Work request>
Please give an exact transcription of the records shown below.

Dataset entries
━━━━━━━━━━━━━━━━━━━━━━━━━━━━━━
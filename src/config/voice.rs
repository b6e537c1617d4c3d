//! Voice agent configuration

use serde::Deserialize;
use std::collections::HashMap;

use super::error::ValidationError;
use crate::domain::adaptation::PersonaId;

/// Stock conversational agent used for every persona unless overridden.
pub const DEFAULT_AGENT_ID: &str = "agent_01jzaf1ma5fehrgqx2npgdq8sq";

/// Maps voice personas to external conversational agent ids
#[derive(Debug, Clone, Deserialize)]
pub struct VoiceConfig {
    /// Agent used for personas without an entry in `agents`
    #[serde(default = "default_agent_id")]
    pub default_agent_id: String,

    /// Per-persona overrides keyed by persona id (`simple`, `anxious`, ...)
    #[serde(default)]
    pub agents: HashMap<String, String>,
}

fn default_agent_id() -> String {
    DEFAULT_AGENT_ID.to_string()
}

impl VoiceConfig {
    /// External agent id for `persona`
    pub fn agent_id_for(&self, persona: PersonaId) -> &str {
        self.agents
            .get(persona.as_str())
            .map(String::as_str)
            .unwrap_or(&self.default_agent_id)
    }

    /// Validate voice configuration
    pub fn validate(&self) -> Result<(), ValidationError> {
        if self.default_agent_id.trim().is_empty() {
            return Err(ValidationError::EmptyAgentId("default".to_string()));
        }
        if let Some((persona, _)) = self.agents.iter().find(|(_, id)| id.trim().is_empty()) {
            return Err(ValidationError::EmptyAgentId(persona.clone()));
        }
        Ok(())
    }
}

impl Default for VoiceConfig {
    fn default() -> Self {
        Self {
            default_agent_id: default_agent_id(),
            agents: HashMap::new(),
        }
    }
}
━━━━━━━━━━━━━━━━━━━━━━━━━━━━━━
Answer to the exercise>
filename src/config/voice.rs
repository b6e537c1617d4c3d
//! Voice agent configuration

use serde::Deserialize;
use std::collections::HashMap;

use super::error::ValidationError;
use crate::domain::adaptation::PersonaId;

/// Stock conversational agent used for every persona unless overridden.
pub const DEFAULT_AGENT_ID: &str = "agent_01jzaf1ma5fehrgqx2npgdq8sq";

/// Maps voice personas to external conversational agent ids
#[derive(Debug, Clone, Deserialize)]
pub struct VoiceConfig {
    /// Agent used for personas without an entry in `agents`
    #[serde(default = "default_agent_id")]
    pub default_agent_id: String,

    /// Per-persona overrides keyed by persona id (`simple`, `anxious`, ...)
    #[serde(default)]
    pub agents: HashMap<String, String>,
}

fn default_agent_id() -> String {
    DEFAULT_AGENT_ID.to_string()
}

impl VoiceConfig {
    /// External agent id for `persona`
    pub fn agent_id_for(&self, persona: PersonaId) -> &str {
        self.agents
            .get(persona.as_str())
            .map(String::as_str)
            .unwrap_or(&self.default_agent_id)
    }

    /// Validate voice configuration
    pub fn validate(&self) -> Result<(), ValidationError> {
        if self.default_agent_id.trim().is_empty() {
            return Err(ValidationError::EmptyAgentId("default".to_string()));
        }
        if let Some((persona, _)) = self.agents.iter().find(|(_, id)| id.trim().is_empty()) {
            return Err(ValidationError::EmptyAgentId(persona.clone()));
        }
        Ok(())
    }
}

impl Default for VoiceConfig {
    fn default() -> Self {
        Self {
            default_agent_id: default_agent_id(),
            agents: HashMap::new(),
        }
    }
}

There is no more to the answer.